[Cuis-dev] The other way to do namespaces

ken.dickey at whidbey.com ken.dickey at whidbey.com
Tue Jun 30 08:05:14 PDT 2020


Luciano,

Thank you much for your thoughts and work on this.

I also have much to do in my life outside Smalltalk.  I wish you all the 
best!

I have seen and used Namespace based system organization in a number of 
runtime systems.

I think it is good for you to do the details on this to see how it might 
play with the tools in practice.  This includes hiding prefixes and 
showing what Namespaces (perhaps multiple?) that code belongs to. Making 
and exploring Namespaces also requires tool work.

My choice of Environments (dictionaries of Classes) allows me to avoid 
changes to parsing and I am finding it interesting to explore how the UI 
tools are implemented.  Also, I am interested in being able to have 
multiple versions of a single Feature/Package which I can easily do with 
Environments.  I find the Namespace solutions for this a bit more 
complex and this also adds to UI tool work.

Another of my goals is to export fewer bindings to Smalltalk.  Having, 
e.g. several card games loaded where each defines a CardMorph but 
Smalltalk has _no_ binding for CardMorph seems a simpler solution to me 
than a SysytemDictionary with bindings for FreeCell.CardMorph, 
CardsPoker.CardMorph, Bridge.CardMorph, ...

Again, there are many ways to approach this.  I am travelling down a 
path that seems simplest to me.

Good on ya,
-KenD
=================

On 2020-06-30 02:24, Luciano Notarfrancesco via Cuis-dev wrote:

> Hi Ken and all,
> The last couple of weeks I've been having some personal problems, and 
> this is occupying all my mind, I'm having a hard time focusing on 
> anything else.

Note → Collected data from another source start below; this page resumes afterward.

impl std::fmt::Debug for Form {
    fn fmt(&self, f: &mut std::fmt::Formatter<'_>) -> std::fmt::Result {
        let labels: Vec<&str> = self.fields.iter().map(|f| f.label.as_str()).collect();
        f.debug_struct("Form")
            .field("fields", &labels)
            .field("buttons", &self.buttons)
            .field("focus", &self.focus)
            .field("focused", &self.focused)
            .finish_non_exhaustive()
    }
}

#[cfg(test)]
mod tests {
    use super::*;
    use crate::input::{KeyEvent, KeyModifiers};
    use crate::widget::Text;
    use std::cell::RefCell;
    use std::rc::Rc;

    fn key(code: KeyCode) -> Event {
        Event::Key(KeyEvent::plain(code))
    }

    fn type_text(form: &mut Form, text: &str) {
        for c in text.chars() {
            assert!(form.handle_event(&key(KeyCode::Char(c))));
        }
    }

    fn login(log: &Rc<RefCell<Vec<String>>>) -> Form {
        let pressed = Rc::clone(log);
        let submitted = Rc::clone(log);
        Form::new()
            .with_label_width(7)
            .with_field("Note", Text::new("hi"))
            .with_input("Name", TextInput::new())
            .with_input("Pass", TextInput::new())
            .with_button(
                Button::new("OK").on_press(move || pressed.borrow_mut().push("ok".into())),
            )
            .with_button(Button::new("Cancel"))
            .on_submit(move |values| {
                let line: Vec<String> = values.iter().map(|(k, v)| format!("{k}={v}")).collect();
                submitted.borrow_mut().push(line.join(","));
            })
    }

    #[test]
    fn test_first_interactive_field_takes_focus() {
        let log = Rc::default();
        let mut form = login(&log);
        assert_eq!(form.focused_field(), Some("Name"));
        assert!(!form.input("Name").is_some_and(Widget::is_focused));
        form.set_focused(true);
        assert!(form.input("Name").is_some_and(Widget::is_focused));
        assert_eq!(Form::new().with_button(Button::new("Go")).focused_button(), Some(0));
    }

    #[test]
    fn test_tab_cycles_fields_then_buttons() {
        let log = Rc::default();
        let mut form = login(&log);
        form.set_focused(true);
        let tab = key(KeyCode::Tab);
        form.handle_event(&tab);
        assert_eq!(form.focused_field(), Some("Pass"));
        assert!(!form.input("Name").is_some_and(Widget::is_focused));
        form.handle_event(&tab);
        assert_eq!(form.focused_button(), Some(0));
        form.handle_event(&tab);
        form.handle_event(&tab);
        assert_eq!(form.focused_field(), Some("Name"));
        form.handle_event(&Event::Key(KeyEvent::new(KeyCode::Tab, KeyModifiers::SHIFT)));
        assert_eq!(form.focused_button(), Some(1));
    }

    #[test]
    fn test_typing_enter_and_submit() {
        let log: Rc<RefCell<Vec<String>>> = Rc::default();
        let mut form = login(&log);
        assert!(!form.handle_event(&key(KeyCode::Char('x'))));
        form.set_focused(true);
        type_text(&mut form, "ann");
        form.handle_event(&key(KeyCode::Enter));
        assert_eq!(form.focused_field(), Some("Pass"));
        type_text(&mut form, "pw");
        form.handle_event(&key(KeyCode::Enter));
        assert_eq!(*log.borrow(), vec!["Name=ann,Pass=pw"]);
        assert_eq!(form.input("Pass").map(TextInput::content), Some("pw"));
    }

    #[test]
    fn test_arrows_move_between_fields_and_buttons() {
        let log: Rc<RefCell<Vec<String>>> = Rc::default();
        let mut form = login(&log);
        form.set_focused(true);
        assert!(form.handle_event(&key(KeyCode::Up)));
        assert_eq!(form.focused_field(), Some("Name"));
        form.handle_event(&key(KeyCode::Down));
        form.handle_event(&key(KeyCode::Down));
        assert_eq!(form.focused_button(), Some(0));
        form.handle_event(&key(KeyCode::Left));
        assert_eq!(form.focused_button(), Some(1));
        form.handle_event(&key(KeyCode::Right));
        assert!(form.handle_event(&key(KeyCode::Enter)));
        assert_eq!(*log.borrow(), vec!["ok"]);
        form.handle_event(&key(KeyCode::Up));
        assert_eq!(form.focused_field(), Some("Pass"));
    }

    #[test]
    fn test_render_labels_controls_and_buttons() {
        let log = Rc::default();
        let mut form = login(&log).with_title("Login");
        if let Some(name) = form.input_mut("Name") {
            name.set_content("ann");
        }
        let mut buffer = Buffer::new(24, 6);
        form.render(&mut buffer, Rect::new(0, 0, 24, 6));
        let frame = buffer.flatten();
        assert_eq!(frame.row_text(0), "         Login          ");
        assert_eq!(frame.row_text(1), "Note:  hi               ");
        assert_eq!(frame.row_text(2), "Name:  > ann            ");
        assert_eq!(frame.row_text(5), "[ OK ]  [ Cancel ]      ");
        assert_eq!(frame.get(0, 1).style, Style::DEFAULT.with_bold());
        assert_eq!(form.preferred_size(), Size::new(27, 6));
    }
}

So I wasn't able to continue working on namespaces, but 
> I have this from a couple of weeks ago and I'd like to share it with 
> you.
> 
> This follows Goran's work, and it is an alternative to the idea of 
> implementing namespaces as concrete dictionaries. The idea is to 
> include the namespace of a class (or other variable in the Smalltalk 
> dictionary) as part of the class name (the key in the corresponding 
> Association in the Smalltalk dictionary). For example, the class 
> Elephant in namespace Animals would be named #'Animals.Elephant'. And 
> the namespace Animals is a global in the Smalltalk dictionary, an 
> instance of Namespace, not a concrete dictionary but a virtual 
> dictionary. When you do something like 'Animals at: #Elephant' the 
> namespace Animals actually returns 'Smalltalk at: #'Animals.Elephant'. 
> And the bindings lookup when compiling code is slightly modified so 
> that methods of a class Lion in the Animals namespace can refer to the 
> class Animals.Elephant directly as Elephant.
> 
> One advantage of this approach is that it doesn't require many changes 
> to the base system. The biggest change was in Scanner in order to allow 
> the use of periods in class names, and Shout requires some fixes 
> related to this too. It might be nice also to change the Browser to 
> show short class names, or perhaps make an alternative Browser for 
> that, not sure. In debuggers and inspectors I find it useful to see the 
> fully qualified class name like Animals.Elephant. Another change that 
> might be necessary in the base system is in RenameClass and 
> RenameGlobal refactorings, because it might be wise to avoid moving 
> classes and globals from a namespace to another one, at least through 
> these refactorings.
> 
> Sending the message #isolate to a CodePackage moves all classes of the 
> package to a namespace named as the package. For example, I tested this 
> with my Domains package doing this:
> (CodePackage installedPackages at: 'Domains') isolate.
> This moves all classes in the package to a Domains namespace (for 
> example the class Graph is now named Domains.Graph).
> 
> Let me know what you think of this approach. Ken, this could be a way 
> to provide the same functionality as PackageEnvironments but with less 
> changes to the base system and less complexity. I don't want to step on 
> your toes, tho, and I'm not opposed to your approach with 
> Environment... I'm just providing extra information and code that might 
> be useful for implementing these things.